Le fil

par Émile Brassard

À gauche, ma mère. À droite, mon père. On mange tous les trois sans appétit la lasagne dégoulinante au milieu de la table. C’est le même décor de mon enfance trente ans plus tard, les cris des enfants et le bruit de claquettes du chien qui court sur le plancher de bois en moins. Les images remplacent ici les mots. Irène vide le sauvignon rouge dans la coupe de Bernard. Elle se lève puis revient en tenant une deuxième bouteille de vin dans ses petites mains, m’en offre, non merci, trop tard, je ne sais même plus ce que je bois. Je porte mon attention sur les armoires débordantes et les lourdes décorations de la cuisine sombre autour de moi. Les mêmes vieux rideaux délavés, les mêmes assiettes craquelées, les mêmes horloges aux aiguilles arrêtées me fatiguent rien qu’à les regarder. Année après année, le cirque recommence et on se retrouve ensemble de nouveau, la gorge sèche, le regard incertain et le visage malaisé, dans un effort de profiter du moment.

À ma mère de déboucher l’évier en premier, sans véritable espoir que je lui serve quelque appétissante nouveauté : Quoi de neuf alors? ah oui? et les études? le travail? et ta copine làMaman c’est juste une colocOui c’est ça Collette? blablabla. Une fois à sec de petites questions sans importance, elle se tait puis se concentre durement sur son assiette à peine touchée, dépitée. Retour case départ. Tout tend vers l’équilibre. Je ne suis peut-être pas très coopératif, mais je parle déjà plus que mon père. Lui, il ne sort de sa caverne taciturne que pour tousser ou assécher sa coupe d’un trait viril. Il est comme mort, mais il doit bien parler de temps en temps. C’est comme ça que ma mère a appris son nom apparemment.

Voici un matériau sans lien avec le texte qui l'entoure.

/// Single event loop draining every subscription.
///
/// One stream's events are handled strictly in arrival order; the select
/// interleaves streams in no particular order. The pending queues have
/// exactly one writer: this loop.
async fn drive_events<P: PeerEndpoint + ?Sized>(
    pc1: &P,
    pc2: &P,
    mut streams: EventStreams,
    on_remote_video: &(impl Fn(RemoteTrack) + Send + Sync),
    on_remote_audio: &(impl Fn(RemoteTrack) + Send + Sync),
) -> Result<(), CallError> {
    let mut pc1_pending: Vec<IceCandidate> = Vec::new();
    let mut pc2_pending: Vec<IceCandidate> = Vec::new();
    let mut seen_tracks: HashSet<String> = HashSet::new();

    loop {
        tokio::select! {
            event = streams.pc1_candidates.recv() => {
                if let Some(candidate) = next_event("pc1 ice-candidate", event)? {
                    tracing::debug!("pc1 ice candidate: {}", candidate.candidate);
                    if pc2.signaling_state() == SignalingState::HaveRemoteOffer {
                        pc2.add_ice_candidate(candidate).await?;
                    } else {
                        pc1_pending.push(candidate);
                    }
                }
            }
            event = streams.pc2_candidates.recv() => {
                if let Some(candidate) = next_event("pc2 ice-candidate", event)? {
                    tracing::debug!("pc2 ice candidate: {}", candidate.candidate);
                    if pc1.signaling_state() == SignalingState::HaveRemoteOffer {
                        pc1.add_ice_candidate(candidate).await?;
                    } else {
                        pc2_pending.push(candidate);
                    }
                }
            }
            event = streams.pc1_signaling.recv() => {
                if let Some(state) = next_event("pc1 signaling", event)? {
                    tracing::debug!("pc1 signaling state: {:?}", state);
                    if state == SignalingState::HaveRemoteOffer {
                        for candidate in pc2_pending.drain(..) {
                            pc1.add_ice_candidate(candidate).await?;
                        }
                    }
                }
            }
            event = streams.pc2_signaling.recv() => {
                if let Some(state) = next_event("pc2 signaling", event)? {
                    tracing::debug!("pc2 signaling state: {:?}", state);
                    if state == SignalingState::HaveRemoteOffer {
                        for candidate in pc1_pending.drain(..) {
                            pc2.add_ice_candidate(candidate).await?;
                        }
                    }
                }
            }
            event = streams.pc1_connection.recv() => {
                if let Some(state) = next_event("pc1 connection", event)? {
                    tracing::info!("pc1 connection state: {:?}", state);
                }
            }
            event = streams.pc2_connection.recv() => {
                if let Some(state) = next_event("pc2 connection", event)? {
                    tracing::info!("pc2 connection state: {:?}", state);
                }
            }
            event = streams.pc1_ice_connection.recv() => {
                if let Some(state) = next_event("pc1 ice-connection", event)? {
                    tracing::debug!("pc1 ice connection state: {:?}", state);
                }
            }
            event = streams.pc2_ice_connection.recv() => {
                if let Some(state) = next_event("pc2 ice-connection", event)? {
                    tracing::debug!("pc2 ice connection state: {:?}", state);
                }
            }
            event = streams.pc1_tracks.recv() => {
                if let Some(track) = next_event("pc1 track", event)? {
                    tracing::debug!("pc1 inbound track: {} ({})", track.id, track.kind);
                }
            }
            event = streams.pc2_tracks.recv() => {
                if let Some(track) = next_event("pc2 track", event)? {
                    tracing::debug!("pc2 inbound track: {} ({})", track.id, track.kind);
                    if seen_tracks.insert(track.id.clone()) {
                        match track.kind {
                            TrackKind::Audio => on_remote_audio(track),
                            TrackKind::Video => on_remote_video(track),
                        }
                    }
                }
            }
        }
    }
}
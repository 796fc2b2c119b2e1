//! Loopcall - Loopback WebRTC Video Call Sample
//!
//! A desktop sample application demonstrating a local loopback call:
//! - Camera/microphone capture
//! - Two in-process WebRTC peer connections
//! - Scripted offer/answer negotiation with candidate forwarding
//! - Call state and remote tracks surfaced to the frontend

pub mod call;
pub mod media;

use call::{CallEngine, CallEvent, CallState};
use media::devices::{self, AudioDevice, CameraDevice};
use media::MediaStream;
use once_cell::sync::OnceCell;
use parking_lot::Mutex;
use std::sync::Arc;
use tauri::{AppHandle, Emitter, Manager, State};

// ============================================================================
// APPLICATION STATE
// ============================================================================

/// Global application state.
pub struct AppState {
    media: Mutex<Option<MediaStream>>,
    engine: Arc<CallEngine>,
}

/// Singleton for the AppState.
static APP_STATE: OnceCell<Arc<AppState>> = OnceCell::new();

impl AppState {
    /// Initializes logging and the application state.
    pub fn init() -> Result<Arc<Self>, String> {
        tracing_subscriber::fmt()
            .with_env_filter(
                tracing_subscriber::EnvFilter::from_default_env()
                    .add_directive("loopcall=debug".parse().unwrap())
                    .add_directive("webrtc=warn".parse().unwrap()),
            )
            .init();

        tracing::info!("Initializing loopcall...");

        let state = Arc::new(Self {
            media: Mutex::new(None),
            engine: Arc::new(CallEngine::new()),
        });

        APP_STATE
            .set(Arc::clone(&state))
            .map_err(|_| "AppState already initialized")?;

        Ok(state)
    }

    /// Returns the global AppState.
    pub fn get() -> Option<Arc<Self>> {
        APP_STATE.get().cloned()
    }
}

// ============================================================================
// TAURI COMMANDS - MEDIA
// ============================================================================

/// Snapshot of the local and remote media situation for the frontend.
#[derive(serde::Serialize)]
#[serde(rename_all = "camelCase")]
pub struct MediaStatus {
    local_stream: bool,
    local_audio: bool,
    local_video: bool,
    remote_audio: bool,
    remote_video: bool,
    in_call: bool,
    muted: bool,
    active_camera: Option<String>,
}

fn media_status_snapshot(state: &AppState) -> MediaStatus {
    let media = state.media.lock();
    let remote = state.engine.remote_tracks();

    MediaStatus {
        local_stream: media.is_some(),
        local_audio: media.as_ref().map(|m| m.has_audio()).unwrap_or(false),
        local_video: media.as_ref().map(|m| m.has_video()).unwrap_or(false),
        remote_audio: remote
            .iter()
            .any(|t| t.kind == call::types::TrackKind::Audio),
        remote_video: remote
            .iter()
            .any(|t| t.kind == call::types::TrackKind::Video),
        in_call: state.engine.state() != CallState::Idle,
        muted: media.as_ref().map(|m| m.is_muted()).unwrap_or(false),
        active_camera: media.as_ref().and_then(|m| {
            m.tracks()
                .iter()
                .find_map(|t| t.active_camera().map(|c| c.name))
        }),
    }
}

/// Acquires the local media stream (Start button).
#[tauri::command]
async fn start_media(
    audio: bool,
    video: bool,
    state: State<'_, Arc<AppState>>,
    app_handle: AppHandle,
) -> Result<MediaStatus, String> {
    tracing::info!("Starting local media (audio: {}, video: {})", audio, video);

    {
        let media = state.media.lock();
        if media.is_some() {
            return Err("Local media already started".to_string());
        }
    }

    let stream = MediaStream::get_user_media(audio, video).map_err(|e| e.to_string())?;
    *state.media.lock() = Some(stream);

    let _ = app_handle.emit("media:started", ());
    Ok(media_status_snapshot(&state))
}

/// Releases the local media stream (Stop button).
///
/// Stop implies hangup: an active call is torn down first, then the
/// stream and the microphone capture are released.
#[tauri::command]
async fn stop_media(
    state: State<'_, Arc<AppState>>,
    app_handle: AppHandle,
) -> Result<(), String> {
    tracing::info!("Stopping local media");

    state.engine.hangup_if_active();

    let stream = state
        .media
        .lock()
        .take()
        .ok_or("No local media started")?;
    stream.release();

    let _ = app_handle.emit("media:stopped", ());
    Ok(())
}

/// Cycles the video track to the next camera. Returns the new camera name.
#[tauri::command]
async fn switch_camera(state: State<'_, Arc<AppState>>) -> Result<String, String> {
    let media = state.media.lock();
    let stream = media.as_ref().ok_or("No local media started")?;
    stream.switch_camera().map_err(|e| e.to_string())
}

/// Returns the current media status.
#[tauri::command]
async fn media_status(state: State<'_, Arc<AppState>>) -> Result<MediaStatus, String> {
    Ok(media_status_snapshot(&state))
}

/// Sets the microphone mute flag.
#[tauri::command]
async fn set_muted(muted: bool, state: State<'_, Arc<AppState>>) -> Result<(), String> {
    if let Some(media) = state.media.lock().as_ref() {
        media.set_muted(muted);
    }
    Ok(())
}

/// Returns the microphone mute flag.
#[tauri::command]
async fn is_muted(state: State<'_, Arc<AppState>>) -> Result<bool, String> {
    Ok(state
        .media
        .lock()
        .as_ref()
        .map(|m| m.is_muted())
        .unwrap_or(false))
}

/// Returns the microphone input level (0.0 - 1.0).
#[tauri::command]
async fn get_audio_levels(state: State<'_, Arc<AppState>>) -> Result<f32, String> {
    Ok(state
        .media
        .lock()
        .as_ref()
        .map(|m| m.input_level())
        .unwrap_or(0.0))
}

// ============================================================================
// TAURI COMMANDS - DEVICES
// ============================================================================

/// Returns all available audio devices (inputs, outputs).
#[tauri::command]
async fn get_audio_devices() -> Result<(Vec<AudioDevice>, Vec<AudioDevice>), String> {
    devices::audio_devices().map_err(|e| e.to_string())
}

/// Returns all connected cameras.
#[tauri::command]
async fn get_cameras() -> Result<Vec<CameraDevice>, String> {
    devices::list_cameras().map_err(|e| e.to_string())
}

// ============================================================================
// TAURI COMMANDS - CALL
// ============================================================================

/// Starts the loopback call with the current local tracks (Call button).
#[tauri::command]
async fn call(state: State<'_, Arc<AppState>>) -> Result<(), String> {
    tracing::info!("Starting loopback call");

    // Clone the tracks out before awaiting; they are Arc-backed.
    let tracks = {
        let media = state.media.lock();
        media
            .as_ref()
            .ok_or("Local media not started")?
            .tracks()
    };

    state.engine.call(tracks).await.map_err(|e| e.to_string())
}

/// Ends the current call (Hangup button).
#[tauri::command]
async fn hangup(state: State<'_, Arc<AppState>>) -> Result<(), String> {
    tracing::info!("Hanging up");
    state.engine.hangup().map_err(|e| e.to_string())
}

/// Returns the current call state.
#[tauri::command]
async fn get_call_state(state: State<'_, Arc<AppState>>) -> Result<CallState, String> {
    Ok(state.engine.state())
}

// ============================================================================
// EVENT FORWARDING
// ============================================================================

/// Forwards engine events to the frontend.
async fn forward_call_events(engine: Arc<CallEngine>, app_handle: AppHandle) {
    let mut rx = engine.subscribe();

    while let Ok(event) = rx.recv().await {
        match event {
            CallEvent::StateChanged(state) => {
                tracing::info!("Call state changed: {:?}", state);
                let _ = app_handle.emit("call:state_changed", state);
            }
            CallEvent::RemoteTrack(track) => {
                tracing::info!("Remote {} track: {}", track.kind, track.id);
                let _ = app_handle.emit("call:remote_track", &track);
            }
            CallEvent::IceCandidate { candidate } => {
                // Observability only; the orchestrator forwards candidates.
                let _ = app_handle.emit("call:ice_candidate", &candidate);
            }
            CallEvent::Error(err) => {
                tracing::error!("Call error: {}", err);
                let _ = app_handle.emit("call:error", &err);
            }
        }
    }
}

// ============================================================================
// TAURI APP RUNNER
// ============================================================================

/// Runs the Tauri application.
#[cfg_attr(mobile, tauri::mobile_entry_point)]
pub fn run() {
    tauri::Builder::default()
        .plugin(tauri_plugin_single_instance::init(|app, _args, _cwd| {
            let _ = app
                .get_webview_window("main")
                .expect("no main window")
                .set_focus();
        }))
        .plugin(tauri_plugin_opener::init())
        .setup(|app| {
            let state = AppState::init().expect("Failed to initialize app state");
            app.manage(Arc::clone(&state));

            let engine = Arc::clone(&state.engine);
            let app_handle = app.handle().clone();
            tauri::async_runtime::spawn(forward_call_events(engine, app_handle));

            Ok(())
        })
        .invoke_handler(tauri::generate_handler![
            // Media
            start_media,
            stop_media,
            switch_camera,
            media_status,
            set_muted,
            is_muted,
            get_audio_levels,
            // Devices
            get_audio_devices,
            get_cameras,
            // Call
            call,
            hangup,
            get_call_state,
        ])
        .run(tauri::generate_context!())
        .expect("error while running tauri application");
}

On a tous un robinet, plus ou moins bruyant, étanche, propre. Moi je fais attention. Je ne veux pas trop parler, mais je ne veux pas finir par rouiller ou éclater un jour non plus. C’est ça l’équilibre. Jamais une goutte de trop. Juste assez qu’il faut. En plein contrôle, calme et prudent. Comme ça quand ma mère me dit Hélène est partie cette semaine, on voulait pas te le dire au téléphone parce qu’on avait peur que tu réagisses mal, elle nous l’avait caché à nous aussi, c’est le voisin qui est venu nous l’apprendre à nous, faut pas que t’aies de la peine mon beau, on sait que c’est difficile, je ne pleure pas. Je ne leur crie pas non plus maudit que vous nous poussez tous à boutte, vous deux, c’était ma sœur ok? vous aviez pas d’affaire à la mettre dehors, ce serait jamais arrivé si vous étiez moins obsédés par votre osti de plan de retraite, je vous hais, je vous hais! Je continue de mâcher en relevant lentement la tête vers ma droite, pour voir comment lui, il réagit. Toujours rien, en apnée, le dégueulasse. Je cherche à croiser le fer avec mon regard, à provoquer chez lui une réaction, quelle qu’elle soit. Il le sait. On a terriblement mal tous les deux. Il le sait aussi. C’est un orage télépathique, un duel invisible entre deux orgueils qui refusent de se serrer la main. L’air entre nous est ténébreux, mais chacun prend soin de ne pas retourner les braises encore vives dans cette maison.

Je refuse d’attendre plus longtemps une réponse et, tout en continuant à le fixer hargneusement, je me mets debout, assiette à la main, et je ne la laisse pas fracasser le silence minable qui étouffe les sanglots de maman. Je ne laisse pas mes mains non plus cogner la table ou serrer le robinet de papa. Et je ne fonce pas non plus en trombe vers les photos encadrées, le téléviseur ou le pickup du paternel. Je ne dis rien. Je lave mon assiette, la sèche et la range sans bruit parmi les autres. L’amorphe n’a toujours pas bronché. Merci pour le souper, je vous appelle en revenant.